Девятое мая, в сущности, могло быть и восьмым. Капитуляция была подписана восьмого, и именно восьмого праздновали победу во Франции, в Англии, в Америке. Мы – девятого, будто восьмого Москва еще не верила, что война кончилась. Девятого было разрешено радоваться. Хотя и девятого война не кончилась – в каких-нибудь ста километрах от нас войска Шернера продолжали вести бои… И все же именно 9 мая стал Днем Победы, серединой жизни, днем, расколовшим ее надвое. После Победы – вторая жизнь. Для Охотникова – новая, действительно другая, непохожая на ту, первую, одинокую, бесправную, полную разочарований и неуверенности.

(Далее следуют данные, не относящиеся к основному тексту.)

pub mod history;
pub mod home;
pub mod login;
pub mod prediction;
pub mod status;
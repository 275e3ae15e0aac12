//! Client for the optional remote prediction/history service.
//!
//! The service mirrors the local contract: it infers predictions for a
//! symptom list and keeps a per-user history. It is only used when an API
//! URL is configured and the last health check succeeded.

mod client;
pub mod types;

pub use client::RemoteClient;
//! TOML rule loading for the inference engine.
//!
//! Provides two loading methods:
//! - `default_rules()` - Loads embedded rules compiled into the binary
//! - `load_rules(path)` - Loads custom rules from a file path

use anyhow::Result;
use std::path::Path;

use crate::catalog::SymptomCatalog;

use super::types::RulesConfig;

/// Default rules embedded in the binary at compile time.
/// These are loaded from `src-tauri/config/prediction_rules.toml`.
const DEFAULT_RULES: &str = include_str!("../../config/prediction_rules.toml");

/// Load and validate rules from a TOML file at the given path.
///
/// # Returns
/// * `Ok(RulesConfig)` - Parsed rules configuration
/// * `Err` - If the file cannot be read, the TOML is invalid, or the table
///   references unknown conditions or symptoms
pub fn load_rules(path: &Path) -> Result<RulesConfig> {
    let content = std::fs::read_to_string(path)?;
    parse_rules(&content)
}

/// Parse and validate a rule table from TOML text.
pub fn parse_rules(content: &str) -> Result<RulesConfig> {
    let config: RulesConfig = toml::from_str(content)?;
    config.validate(&SymptomCatalog::builtin())?;
    Ok(config)
}

/// Get the default rules embedded in the binary.
///
/// # Panics
/// Panics if the embedded TOML is invalid (this would be a compile-time bug).
pub fn default_rules() -> RulesConfig {
    toml::from_str(DEFAULT_RULES).expect("embedded prediction_rules.toml must be valid TOML")
}

#[cfg(test)]
mod tests {
    use super::*;

    #[test]
    fn test_default_rules_loads_and_validates() {
        let rules = default_rules();
        assert_eq!(rules.rules.len(), 4);
        rules
            .validate(&SymptomCatalog::builtin())
            .expect("embedded rules should validate");
    }

    #[test]
    fn test_default_rule_order() {
        let rules = default_rules();
        let order: Vec<&str> = rules.rules.iter().map(|r| r.condition.as_str()).collect();
        assert_eq!(order, vec!["COVID-19", "Common Cold", "Migraine", "Food Poisoning"]);
    }

    #[test]
    fn test_fever_rules_share_group() {
        let rules = default_rules();
        let fever_group: Vec<_> = rules
            .rules
            .iter()
            .filter(|r| r.exclusive_group.as_deref() == Some("fever"))
            .collect();
        assert_eq!(fever_group.len(), 2);
    }

    #[test]
    fn test_fallback_is_general_malaise() {
        let rules = default_rules();
        assert_eq!(rules.fallback.condition, "General Malaise");
        assert_eq!(rules.fallback.probability, 50);
    }

    #[test]
    fn test_unknown_condition_rejected() {
        let toml = r#"
            [fallback]
            condition = "General Malaise"
            probability = 50

            [[rules]]
            condition = "Dragon Pox"
            probability = 90
            all_of = ["rash"]

            [conditions."General Malaise"]
            description = "d"
            recommendation = "r"
        "#;
        let err = parse_rules(toml).unwrap_err();
        assert!(err.to_string().contains("Dragon Pox"), "got: {}", err);
    }

    #[test]
    fn test_probability_above_hundred_rejected() {
        let toml = r#"
            [fallback]
            condition = "General Malaise"
            probability = 50

            [[rules]]
            condition = "General Malaise"
            probability = 150
            all_of = ["rash"]

            [conditions."General Malaise"]
            description = "d"
            recommendation = "r"
        "#;
        assert!(parse_rules(toml).is_err());
    }

    #[test]
    fn test_unknown_symptom_rejected() {
        let toml = r#"
            [fallback]
            condition = "General Malaise"
            probability = 50

            [[rules]]
            condition = "General Malaise"
            probability = 10
            all_of = ["hiccups"]

            [conditions."General Malaise"]
            description = "d"
            recommendation = "r"
        "#;
        let err = parse_rules(toml).unwrap_err();
        assert!(err.to_string().contains("hiccups"));
    }

    #[test]
    fn test_load_rules_from_file() {
        let dir = tempfile::TempDir::new().unwrap();
        let path = dir.path().join("rules.toml");
        std::fs::write(&path, DEFAULT_RULES).unwrap();

        let rules = load_rules(&path).unwrap();
        assert_eq!(rules.conditions.len(), 6);
    }

    #[test]
    fn test_load_rules_missing_file() {
        assert!(load_rules(Path::new("/nonexistent/rules.toml")).is_err());
    }
}
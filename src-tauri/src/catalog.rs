//! Static symptom catalog.
//!
//! The catalog is the single source of valid symptom identifiers and their
//! display labels. It is built once at startup and never mutated.

use serde::Serialize;

/// A selectable symptom.
#[derive(Debug, Clone, PartialEq, Eq, Serialize)]
pub struct Symptom {
    /// Stable identifier sent to the engine and the remote service
    pub id: &'static str,
    /// Human-readable label stored in history entries
    pub label: &'static str,
}

const BUILTIN_SYMPTOMS: &[Symptom] = &[
    Symptom { id: "fever", label: "Fever" },
    Symptom { id: "cough", label: "Cough" },
    Symptom { id: "fatigue", label: "Fatigue" },
    Symptom { id: "difficulty_breathing", label: "Difficulty Breathing" },
    Symptom { id: "headache", label: "Headache" },
    Symptom { id: "sore_throat", label: "Sore Throat" },
    Symptom { id: "body_aches", label: "Body Aches" },
    Symptom { id: "loss_of_taste_or_smell", label: "Loss of Taste or Smell" },
    Symptom { id: "nausea", label: "Nausea" },
    Symptom { id: "diarrhea", label: "Diarrhea" },
    Symptom { id: "congestion", label: "Congestion" },
    Symptom { id: "chest_pain", label: "Chest Pain" },
    Symptom { id: "dizziness", label: "Dizziness" },
    Symptom { id: "abdominal_pain", label: "Abdominal Pain" },
    Symptom { id: "rash", label: "Rash" },
];

/// Ordered collection of known symptoms.
#[derive(Debug, Clone)]
pub struct SymptomCatalog {
    symptoms: &'static [Symptom],
}

impl SymptomCatalog {
    /// The catalog shipped with the application.
    pub fn builtin() -> Self {
        Self {
            symptoms: BUILTIN_SYMPTOMS,
        }
    }

    /// All symptoms in display order.
    pub fn all(&self) -> &[Symptom] {
        self.symptoms
    }

    pub fn get(&self, id: &str) -> Option<&Symptom> {
        self.symptoms.iter().find(|s| s.id == id)
    }

    pub fn contains(&self, id: &str) -> bool {
        self.get(id).is_some()
    }

    pub fn label_of(&self, id: &str) -> Option<&'static str> {
        self.get(id).map(|s| s.label)
    }

    pub fn len(&self) -> usize {
        self.symptoms.len()
    }

    pub fn is_empty(&self) -> bool {
        self.symptoms.is_empty()
    }
}

impl Default for SymptomCatalog {
    fn default() -> Self {
        Self::builtin()
    }
}

#[cfg(test)]
mod tests {
    use super::*;
    use std::collections::HashSet;

    #[test]
    fn test_builtin_has_fifteen_symptoms() {
        let catalog = SymptomCatalog::builtin();
        assert_eq!(catalog.len(), 15);
        assert_eq!(catalog.all()[0].id, "fever");
        assert_eq!(catalog.all()[14].id, "rash");
    }

    #[test]
    fn test_ids_are_unique() {
        let catalog = SymptomCatalog::builtin();
        let ids: HashSet<_> = catalog.all().iter().map(|s| s.id).collect();
        assert_eq!(ids.len(), catalog.len(), "Symptom ids must be unique");
    }

    #[test]
    fn test_label_lookup() {
        let catalog = SymptomCatalog::builtin();
        assert_eq!(catalog.label_of("difficulty_breathing"), Some("Difficulty Breathing"));
        assert_eq!(catalog.label_of("loss_of_taste_or_smell"), Some("Loss of Taste or Smell"));
        assert_eq!(catalog.label_of("hiccups"), None);
        assert!(!catalog.contains(""));
    }
}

Его легко, без экзаменов приняли в институт как фронтовика и орденоносца (два ордена Красной Звезды и медаль “За боевые заслуги”), дали койку в общежитии на Трифоновке и вручили студенческий билет, о котором он до войны не смел и мечтать.

Еще в армии, на фронте, он впервые почувствовал себя равным – равным как солдат, разумеется понимая, что это особое – перед пулей, перед смертью, но все же – равенство. Его не спрашивали, кто его отец и что с ним, Охотниковым, произошло зимой тридцать четвертого года.

После войны он почувствовал себя полноправным человеком и на гражданке – ощущение для него неожиданное и новое. Он был как все, таким же, как его однокурсники, – счастливые тем, что остались живы, гордые своей героической судьбой, позвякивающие медалями и орденами, уверенные, что жизнь принадлежит им, победителям, освободителям Европы.

Все переменилось.

И то, что он пережил – декабрьская ночь тридцать четвертого, когда за ними пришли и посадили в нетопленый пульмановский вагон, ссылка и пыль раскаленного под азиатским солнцем поселка, отчаяние и одиночество, разрывающее сознание чувство несправедливости, выброшенности из жизни, – все потускнело, ушло в темные дебри памяти, приобрело новый смысл.